Maybe she could get Jazz to give the note to the FBI agent he knew. Maybe…
She sighed and stuffed the gun and the note and the clipping back into the bag, then left JFK, following signs that directed her to a taxi stand. The driver, a Sikh with a Bluetooth earpiece, nodded and smiled at her, shrugging with one shoulder when she said, “Brooklyn,” and the address of Jazz’s hotel.
“How you want me to go?” he asked.
Connie had no idea. She didn’t think he would appreciate if she said, “Maybe with a car? On the road?”
“Whatever’s fastest,” she said.
“BQE?” he asked.
“Sure.”
The cab took off. Connie laid her head back, letting lamppost light wash over her in staccato waves as they pulled away from JFK and onto a highway.
It started to rain, a cold, ugly rain that made Connie shiver just from the sound of it on the roof of the cab, the silver slash of it in the headlights.

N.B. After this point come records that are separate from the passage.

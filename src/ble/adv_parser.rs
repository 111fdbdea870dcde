//! BLE advertisement payload parsing.
//!
//! Advertisement data is a sequence of AD structures: `len | type | data`,
//! where `len` counts the type byte plus the data.  We only care about
//! three of them: 16-bit service UUID lists (to spot the HID service),
//! and the shortened/complete local name.

use heapless::String;

use crate::config::{MAX_NAME_LEN, UUID_HID_SERVICE};

/// AD type: incomplete list of 16-bit service UUIDs.
const AD_UUID16_INCOMPLETE: u8 = 0x02;
/// AD type: complete list of 16-bit service UUIDs.
const AD_UUID16_COMPLETE: u8 = 0x03;
/// AD type: shortened local name.
const AD_NAME_SHORT: u8 = 0x08;
/// AD type: complete local name.
const AD_NAME_COMPLETE: u8 = 0x09;

/// Connectable undirected advertising.
pub const ADV_IND: u8 = 0x00;
/// Connectable directed advertising.
pub const ADV_DIRECT_IND: u8 = 0x01;

/// Iterator over the AD structures of an advertisement payload.
///
/// Malformed input (zero length, structure running past the buffer) ends
/// iteration rather than erroring; a scan report is never worth failing on.
struct AdStructures<'a> {
    rest: &'a [u8],
}

impl<'a> Iterator for AdStructures<'a> {
    type Item = (u8, &'a [u8]);

    fn next(&mut self) -> Option<(u8, &'a [u8])> {
        let (&len, tail) = self.rest.split_first()?;
        let len = len as usize;
        if len == 0 || len > tail.len() {
            return None;
        }
        let (body, rest) = tail.split_at(len);
        self.rest = rest;
        Some((body[0], &body[1..]))
    }
}

fn structures(payload: &[u8]) -> AdStructures<'_> {
    AdStructures { rest: payload }
}

/// Is this advertisement kind one we can connect to?
pub fn is_connectable(adv_kind: u8) -> bool {
    matches!(adv_kind, ADV_IND | ADV_DIRECT_IND)
}

/// Does the payload advertise the HID service (0x1812)?
pub fn has_hid_service(payload: &[u8]) -> bool {
    structures(payload)
        .filter(|&(t, _)| t == AD_UUID16_INCOMPLETE || t == AD_UUID16_COMPLETE)
        .flat_map(|(_, data)| data.chunks_exact(2))
        .any(|uuid| u16::from_le_bytes([uuid[0], uuid[1]]) == UUID_HID_SERVICE)
}

/// Extract the shortened or complete local name, truncated to the buffer
/// capacity.  Returns `None` if the payload carries no name.
pub fn local_name(payload: &[u8]) -> Option<String<MAX_NAME_LEN>> {
    structures(payload)
        .find(|&(t, _)| t == AD_NAME_SHORT || t == AD_NAME_COMPLETE)
        .map(|(_, data)| {
            let mut name = String::new();
            for &b in data {
                if name.push(b as char).is_err() {
                    break;
                }
            }
            name
        })
}

// ═══════════════════════════════════════════════════════════════════════════
// Unit Tests
// ═══════════════════════════════════════════════════════════════════════════

#[cfg(test)]
mod tests {
    use super::*;

    #[test]
    fn detect_hid_uuid_in_complete_list() {
        // len=3, type=0x03 (Complete 16-bit UUIDs), UUID=0x1812 LE
        let payload = [0x03, 0x03, 0x12, 0x18];
        assert!(has_hid_service(&payload));
    }

    #[test]
    fn detect_hid_uuid_in_incomplete_list() {
        let payload = [0x03, 0x02, 0x12, 0x18];
        assert!(has_hid_service(&payload));
    }

    #[test]
    fn reject_other_service_uuid() {
        // Battery Service (0x180F)
        let payload = [0x03, 0x03, 0x0F, 0x18];
        assert!(!has_hid_service(&payload));
    }

    #[test]
    fn hid_uuid_among_multiple_uuids() {
        let payload = [
            0x07, 0x03, // len=7, Complete 16-bit UUIDs
            0x0F, 0x18, // Battery
            0x12, 0x18, // HID
            0x01, 0x18, // GATT
        ];
        assert!(has_hid_service(&payload));
    }

    #[test]
    fn empty_payload() {
        assert!(!has_hid_service(&[]));
        assert!(local_name(&[]).is_none());
    }

    #[test]
    fn malformed_zero_length_structure() {
        assert!(!has_hid_service(&[0x00]));
    }

    #[test]
    fn malformed_structure_past_end() {
        // Claims 5 bytes but only 2 follow.
        assert!(!has_hid_service(&[0x05, 0x03, 0x12]));
    }

    #[test]
    fn extract_complete_local_name() {
        let payload = [
            0x09, 0x09, b'K', b'e', b'y', b'b', b'o', b'a', b'r', b'd',
        ];
        assert_eq!(local_name(&payload).unwrap().as_str(), "Keyboard");
    }

    #[test]
    fn extract_shortened_local_name() {
        let payload = [0x05, 0x08, b'B', b'T', b' ', b'K'];
        assert_eq!(local_name(&payload).unwrap().as_str(), "BT K");
    }

    #[test]
    fn no_name_in_flags_only_payload() {
        let payload = [0x02, 0x01, 0x06];
        assert!(local_name(&payload).is_none());
    }

    #[test]
    fn name_truncated_to_capacity() {
        let mut payload = [b'X'; 40];
        payload[0] = 36;
        payload[1] = AD_NAME_COMPLETE;
        let name = local_name(&payload).unwrap();
        assert_eq!(name.len(), MAX_NAME_LEN);
    }

    #[test]
    fn name_and_uuids_in_same_payload() {
        let payload = [
            0x03, 0x03, 0x12, 0x18, // HID UUID
            0x04, 0x09, b'K', b'b', b'd', // name
        ];
        assert!(has_hid_service(&payload));
        assert_eq!(local_name(&payload).unwrap().as_str(), "Kbd");
    }

    #[test]
    fn connectable_adv_kinds() {
        assert!(is_connectable(ADV_IND));
        assert!(is_connectable(ADV_DIRECT_IND));
        assert!(!is_connectable(0x02)); // ADV_SCAN_IND
        assert!(!is_connectable(0x03)); // ADV_NONCONN_IND
    }
}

Connie thought that she couldn’t have summoned by most ancient witchcraft a more perfect and more hideous night for what she had to do.
CHAPTER 53
Before they went any deeper into the storage facility, Morales popped the trunk of her car and hauled out a bulletproof vest. She strapped it on and then pulled her blazer on over it. She looked almost comically top heavy and squarish.
“I have another one,” she said, indicating the trunk. “It’s a little small, but it’ll probably fit you.”
“These guys don’t shoot people,” Jazz said.
Morales shrugged. “Protocol.”
I like how it’s so important to you to follow protocol while breaking the law with me, Jazz thought, but did not say.